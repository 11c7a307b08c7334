//! `tether setup`: build the service environment.

use crate::cli::args::SetupArgs;
use crate::cli::exit_codes;
use crate::config::TetherConfig;
use crate::environment::{is_ready, EnvironmentBuilder, Manifest, ManifestEntry};
use crate::error::{Result, TetherError};
use crate::shell::{CommandRunner, ShellRunner};
use crate::ui::{confirm_action, Confirmation, UserInterface};
use std::path::Path;

use super::context::CommandContext;
use super::dispatcher::{Command, CommandResult};

pub struct SetupCommand {
    context: CommandContext,
    args: SetupArgs,
}

impl SetupCommand {
    pub fn new(context: CommandContext, args: SetupArgs) -> Self {
        Self { context, args }
    }
}

impl Command for SetupCommand {
    fn execute(&self, ui: &mut dyn UserInterface) -> Result<CommandResult> {
        let config = self.context.load_config()?;
        setup(
            ui,
            self.context.project_root(),
            &config,
            &ShellRunner,
            &self.args,
        )
    }
}

fn setup(
    ui: &mut dyn UserInterface,
    root: &Path,
    config: &TetherConfig,
    runner: &dyn CommandRunner,
    args: &SetupArgs,
) -> Result<CommandResult> {
    let env_dir = root.join(&config.environment.path);
    let builder = EnvironmentBuilder::new(&env_dir, &config.environment.python, runner);

    if is_ready(&env_dir) && !args.recreate {
        ui.success(&format!("Environment present at {}", env_dir.display()));
    } else {
        let recreate = if env_dir.exists() {
            let question = if is_ready(&env_dir) {
                format!("Delete and rebuild the environment at {}?", env_dir.display())
            } else {
                format!(
                    "{} is incomplete. Delete and rebuild it?",
                    env_dir.display()
                )
            };
            let confirmation = Confirmation::new("recreate_environment", question);
            if !confirm_action(ui, args.yes, &confirmation)? {
                return Err(TetherError::ConfirmationDeclined {
                    action: "recreate environment".to_string(),
                });
            }
            true
        } else {
            false
        };

        let mut spinner = ui.start_spinner("Creating environment");
        match builder.create_environment(recreate) {
            Ok(()) => spinner.finish_success(&format!(
                "Environment created at {}",
                env_dir.display()
            )),
            Err(e) => {
                spinner.finish_error("Environment creation failed");
                return Err(e);
            }
        }
    }

    let mut failed = 0;

    if args.no_install {
        tracing::debug!("Skipping package manifest");
    } else {
        let manifest_path = root.join(&config.environment.manifest);
        if manifest_path.is_file() {
            let manifest = Manifest::load(&manifest_path)?;
            if manifest.is_empty() {
                ui.message("Package manifest is empty");
            }
            let results = builder.install_packages(&manifest, &mut |entry: &ManifestEntry| {
                ui.message(&format!("Installing {}", entry.spec()));
            });
            for result in results.iter().filter(|r| !r.success) {
                failed += 1;
                ui.error(&format!(
                    "{}: {}",
                    result.entry.spec(),
                    result.message.as_deref().unwrap_or("install failed")
                ));
            }
            let installed = results.len() - failed;
            if installed > 0 {
                ui.success(&format!("Installed {} package(s)", installed));
            }
        } else {
            ui.warning(&format!(
                "No package manifest at {}",
                manifest_path.display()
            ));
        }
    }

    for result in builder.verify(&config.environment.critical_imports) {
        if result.success {
            ui.success(&format!("import {}", result.module));
        } else {
            failed += 1;
            ui.error(&format!(
                "import {} failed: {}",
                result.module,
                result.message.as_deref().unwrap_or("no output")
            ));
        }
    }

    if failed > 0 {
        ui.show_hint("tether setup --recreate");
        return Ok(CommandResult::failure(exit_codes::FAILURE));
    }

    ui.show_hint("tether start");
    Ok(CommandResult::success())
}

#[cfg(test)]
mod tests {
    use super::*;
    use crate::environment::COMPLETE_MARKER;
    use crate::shell::{CommandOptions, CommandResult as ShellResult};
    use crate::ui::MockUI;
    use std::cell::RefCell;
    use std::fs;
    use std::path::PathBuf;
    use std::time::Duration;
    use tempfile::TempDir;

    /// Creates the interpreter on `-m venv`; fails commands matching `failing`.
    #[derive(Default)]
    struct FakePython {
        ran: RefCell<Vec<String>>,
        failing: Vec<&'static str>,
    }

    impl CommandRunner for FakePython {
        fn run(&self, command: &str, _options: &CommandOptions) -> Result<ShellResult> {
            self.ran.borrow_mut().push(command.to_string());
            if let Some(target) = command.split(" -m venv ").nth(1) {
                let dir = PathBuf::from(target.trim_matches('\''));
                fs::create_dir_all(dir.join("bin")).unwrap();
                fs::write(dir.join("bin").join("python"), "").unwrap();
            }
            if self.failing.iter().any(|f| command.contains(f)) {
                return Ok(ShellResult::failure(
                    Some(1),
                    String::new(),
                    "ModuleNotFoundError: No module named 'pyodbc'\n".to_string(),
                    Duration::ZERO,
                ));
            }
            Ok(ShellResult::success(
                "Python 3.10.12\n".to_string(),
                String::new(),
                Duration::ZERO,
            ))
        }
    }

    fn project() -> (TempDir, TetherConfig) {
        let temp = TempDir::new().unwrap();
        fs::write(
            temp.path().join("requirements.txt"),
            "fastapi==0.110.0\n# comment\npyodbc>=5\n",
        )
        .unwrap();
        let mut config = TetherConfig::default();
        config.environment.critical_imports = vec!["fastapi".to_string(), "pyodbc".to_string()];
        (temp, config)
    }

    #[test]
    fn builds_installs_and_verifies() {
        let (temp, config) = project();
        let runner = FakePython::default();
        let mut ui = MockUI::new();

        let result = setup(&mut ui, temp.path(), &config, &runner, &SetupArgs::default()).unwrap();

        assert!(result.success);
        assert!(is_ready(&temp.path().join("venv")));
        assert!(ui.has_message("Installing fastapi==0.110.0"));
        assert!(ui.has_message("Installing pyodbc>=5"));
        assert!(ui.has_success("import pyodbc"));
        assert!(ui.prompts_shown().is_empty());
    }

    #[test]
    fn ready_environment_is_reused() {
        let (temp, config) = project();
        let env = temp.path().join("venv");
        fs::create_dir_all(env.join("bin")).unwrap();
        fs::write(env.join("bin").join("python"), "").unwrap();
        fs::write(env.join(COMPLETE_MARKER), "").unwrap();
        let runner = FakePython::default();
        let mut ui = MockUI::new();
        let args = SetupArgs {
            no_install: true,
            ..Default::default()
        };

        let result = setup(&mut ui, temp.path(), &config, &runner, &args).unwrap();

        assert!(result.success);
        assert!(ui.has_success("Environment present"));
        assert!(!runner.ran.borrow().iter().any(|c| c.contains("-m venv")));
        assert!(!runner.ran.borrow().iter().any(|c| c.contains("pip install")));
    }

    #[test]
    fn incomplete_environment_needs_confirmation() {
        let (temp, config) = project();
        fs::create_dir_all(temp.path().join("venv").join("bin")).unwrap();
        let runner = FakePython::default();
        let mut ui = MockUI::new();

        let err = setup(&mut ui, temp.path(), &config, &runner, &SetupArgs::default()).unwrap_err();

        assert!(matches!(err, TetherError::ConfirmationDeclined { .. }));
        assert_eq!(ui.prompts_shown(), &["recreate_environment".to_string()]);
        assert!(runner.ran.borrow().is_empty());
    }

    #[test]
    fn confirmed_recreate_rebuilds() {
        let (temp, config) = project();
        let env = temp.path().join("venv");
        fs::create_dir_all(&env).unwrap();
        fs::write(env.join("leftover"), "").unwrap();
        let runner = FakePython::default();
        let mut ui = MockUI::new();
        ui.set_confirm_response("recreate_environment", true);

        let result = setup(&mut ui, temp.path(), &config, &runner, &SetupArgs::default()).unwrap();

        assert!(result.success);
        assert!(!env.join("leftover").exists());
        assert!(is_ready(&env));
    }

    #[test]
    fn failed_import_fails_setup() {
        let (temp, config) = project();
        let runner = FakePython {
            failing: vec!["import pyodbc"],
            ..Default::default()
        };
        let mut ui = MockUI::new();

        let result = setup(&mut ui, temp.path(), &config, &runner, &SetupArgs::default()).unwrap();

        assert_eq!(result.exit_code, exit_codes::FAILURE);
        assert!(ui.has_error("import pyodbc failed"));
        assert!(ui.has_success("import fastapi"));
    }

    #[test]
    fn missing_manifest_is_a_warning() {
        let (temp, config) = project();
        fs::remove_file(temp.path().join("requirements.txt")).unwrap();
        let runner = FakePython::default();
        let mut ui = MockUI::new();

        let result = setup(&mut ui, temp.path(), &config, &runner, &SetupArgs::default()).unwrap();

        assert!(result.success);
        assert!(ui.has_warning("No package manifest"));
    }
}
//! Configuration file discovery and loading.
//!
//! Looks for `.tether/config.yml` and `.tether/config.local.yml` under the
//! project root. Missing files are not an error; defaults fill every key.

use crate::config::merger::merge_configs;
use crate::config::schema::TetherConfig;
use crate::error::{Result, TetherError};
use std::fs;
use std::path::{Path, PathBuf};

/// Directory holding tether's config and state inside a project.
pub const CONFIG_DIR: &str = ".tether";

/// Paths to configuration files in merge order (later overrides earlier).
#[derive(Debug, Clone)]
pub struct ConfigPaths {
    /// Project config: .tether/config.yml
    pub project: Option<PathBuf>,

    /// Local overrides: .tether/config.local.yml
    pub project_local: Option<PathBuf>,
}

impl ConfigPaths {
    /// Discover config files for the given project root.
    pub fn discover(project_root: &Path) -> Self {
        Self {
            project: existing(project_root.join(CONFIG_DIR).join("config.yml")),
            project_local: existing(project_root.join(CONFIG_DIR).join("config.local.yml")),
        }
    }

    /// Returns all existing config paths in merge order.
    pub fn all_existing(&self) -> Vec<&PathBuf> {
        self.project.iter().chain(self.project_local.iter()).collect()
    }
}

fn existing(path: PathBuf) -> Option<PathBuf> {
    if path.exists() {
        Some(path)
    } else {
        None
    }
}

/// Find the project root by walking up from `start`.
///
/// Looks for a `.tether` directory, then for the default entrypoint
/// (`main.py`) next to a `requirements.txt`.
pub fn find_project_root(start: &Path) -> Option<PathBuf> {
    let mut current = start.to_path_buf();

    loop {
        if current.join(CONFIG_DIR).is_dir() {
            return Some(current);
        }

        if current.join("main.py").is_file() && current.join("requirements.txt").is_file() {
            return Some(current);
        }

        if !current.pop() {
            return None;
        }
    }
}

/// Load a config file as a raw YAML value (for merging).
pub fn load_config_value(path: &Path) -> Result<serde_yaml::Value> {
    let content = fs::read_to_string(path)?;

    // An empty file parses to Null; treat it as an empty mapping.
    if content.trim().is_empty() {
        return Ok(serde_yaml::Value::Mapping(Default::default()));
    }

    serde_yaml::from_str(&content).map_err(|e| TetherError::ConfigParseError {
        path: path.to_path_buf(),
        message: e.to_string(),
    })
}

/// Parse YAML content into a [`TetherConfig`].
pub fn parse_config(content: &str, source_path: &Path) -> Result<TetherConfig> {
    if content.trim().is_empty() {
        return Ok(TetherConfig::default());
    }
    serde_yaml::from_str(content).map_err(|e| TetherError::ConfigParseError {
        path: source_path.to_path_buf(),
        message: e.to_string(),
    })
}

/// Load and merge all config files for a project.
pub fn load_merged_config(project_root: &Path) -> Result<TetherConfig> {
    let paths = ConfigPaths::discover(project_root);

    let mut configs = Vec::new();
    for path in paths.all_existing() {
        tracing::debug!("Loading config {}", path.display());
        configs.push(load_config_value(path)?);
    }

    let merged = merge_configs(&configs);

    serde_yaml::from_value(merged).map_err(|e| TetherError::ConfigParseError {
        path: project_root.join(CONFIG_DIR).join("config.yml"),
        message: format!("Failed to parse merged config: {}", e),
    })
}

/// Load config with optional path override.
///
/// If `config_override` is provided, loads only that file without merging;
/// it must exist.
pub fn load_config(project_root: &Path, config_override: Option<&Path>) -> Result<TetherConfig> {
    match config_override {
        Some(path) => {
            let content = fs::read_to_string(path).map_err(|e| TetherError::ConfigParseError {
                path: path.to_path_buf(),
                message: e.to_string(),
            })?;
            parse_config(&content, path)
        }
        None => load_merged_config(project_root),
    }
}

#[cfg(test)]
mod tests {
    use super::*;
    use tempfile::TempDir;

    fn write_config(root: &Path, name: &str, content: &str) {
        let dir = root.join(CONFIG_DIR);
        fs::create_dir_all(&dir).unwrap();
        fs::write(dir.join(name), content).unwrap();
    }

    #[test]
    fn discover_finds_project_and_local() {
        let temp = TempDir::new().unwrap();
        write_config(temp.path(), "config.yml", "");
        write_config(temp.path(), "config.local.yml", "");

        let paths = ConfigPaths::discover(temp.path());
        assert!(paths.project.is_some());
        assert!(paths.project_local.is_some());

        let all = paths.all_existing();
        assert_eq!(all.len(), 2);
        assert!(all[0].ends_with("config.yml"));
        assert!(all[1].ends_with("config.local.yml"));
    }

    #[test]
    fn missing_config_means_defaults() {
        let temp = TempDir::new().unwrap();
        let config = load_merged_config(temp.path()).unwrap();
        assert_eq!(config, TetherConfig::default());
    }

    #[test]
    fn local_overrides_project() {
        let temp = TempDir::new().unwrap();
        write_config(
            temp.path(),
            "config.yml",
            "service:\n  port: 7000\n  entrypoint: app.py\n",
        );
        write_config(temp.path(), "config.local.yml", "service:\n  port: 7001\n");

        let config = load_merged_config(temp.path()).unwrap();
        assert_eq!(config.service.port, 7001);
        assert_eq!(config.service.entrypoint, PathBuf::from("app.py"));
    }

    #[test]
    fn empty_project_file_is_fine() {
        let temp = TempDir::new().unwrap();
        write_config(temp.path(), "config.yml", "");
        let config = load_merged_config(temp.path()).unwrap();
        assert_eq!(config.service.port, 63400);
    }

    #[test]
    fn invalid_yaml_reports_path() {
        let temp = TempDir::new().unwrap();
        write_config(temp.path(), "config.yml", "service: [unclosed");

        let err = load_merged_config(temp.path()).unwrap_err();
        match err {
            TetherError::ConfigParseError { path, .. } => {
                assert!(path.ends_with("config.yml"));
            }
            other => panic!("unexpected error: {other}"),
        }
    }

    #[test]
    fn wrong_type_is_parse_error() {
        let temp = TempDir::new().unwrap();
        write_config(temp.path(), "config.yml", "service:\n  port: not-a-number\n");
        assert!(matches!(
            load_merged_config(temp.path()),
            Err(TetherError::ConfigParseError { .. })
        ));
    }

    #[test]
    fn override_path_skips_discovery() {
        let temp = TempDir::new().unwrap();
        write_config(temp.path(), "config.yml", "service:\n  port: 7000\n");
        let other = temp.path().join("other.yml");
        fs::write(&other, "service:\n  port: 9999\n").unwrap();

        let config = load_config(temp.path(), Some(&other)).unwrap();
        assert_eq!(config.service.port, 9999);
    }

    #[test]
    fn override_path_must_exist() {
        let temp = TempDir::new().unwrap();
        let missing = temp.path().join("nope.yml");
        assert!(load_config(temp.path(), Some(&missing)).is_err());
    }

    #[test]
    fn find_project_root_finds_tether_dir() {
        let temp = TempDir::new().unwrap();
        let subdir = temp.path().join("app").join("logs");
        fs::create_dir_all(&subdir).unwrap();
        fs::create_dir_all(temp.path().join(CONFIG_DIR)).unwrap();

        assert_eq!(find_project_root(&subdir), Some(temp.path().to_path_buf()));
    }

    #[test]
    fn find_project_root_finds_service_layout() {
        let temp = TempDir::new().unwrap();
        fs::write(temp.path().join("main.py"), "").unwrap();
        fs::write(temp.path().join("requirements.txt"), "").unwrap();
        let subdir = temp.path().join("logs");
        fs::create_dir_all(&subdir).unwrap();

        assert_eq!(find_project_root(&subdir), Some(temp.path().to_path_buf()));
    }
}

▶ PROBLEM DESCRIPTION: The expected output is each line of the records above that includes the word "module".

▶ TASK OUTPUT:
            ui.success(&format!("import {}", result.module));
                result.module,
                    "ModuleNotFoundError: No module named 'pyodbc'\n".to_string(),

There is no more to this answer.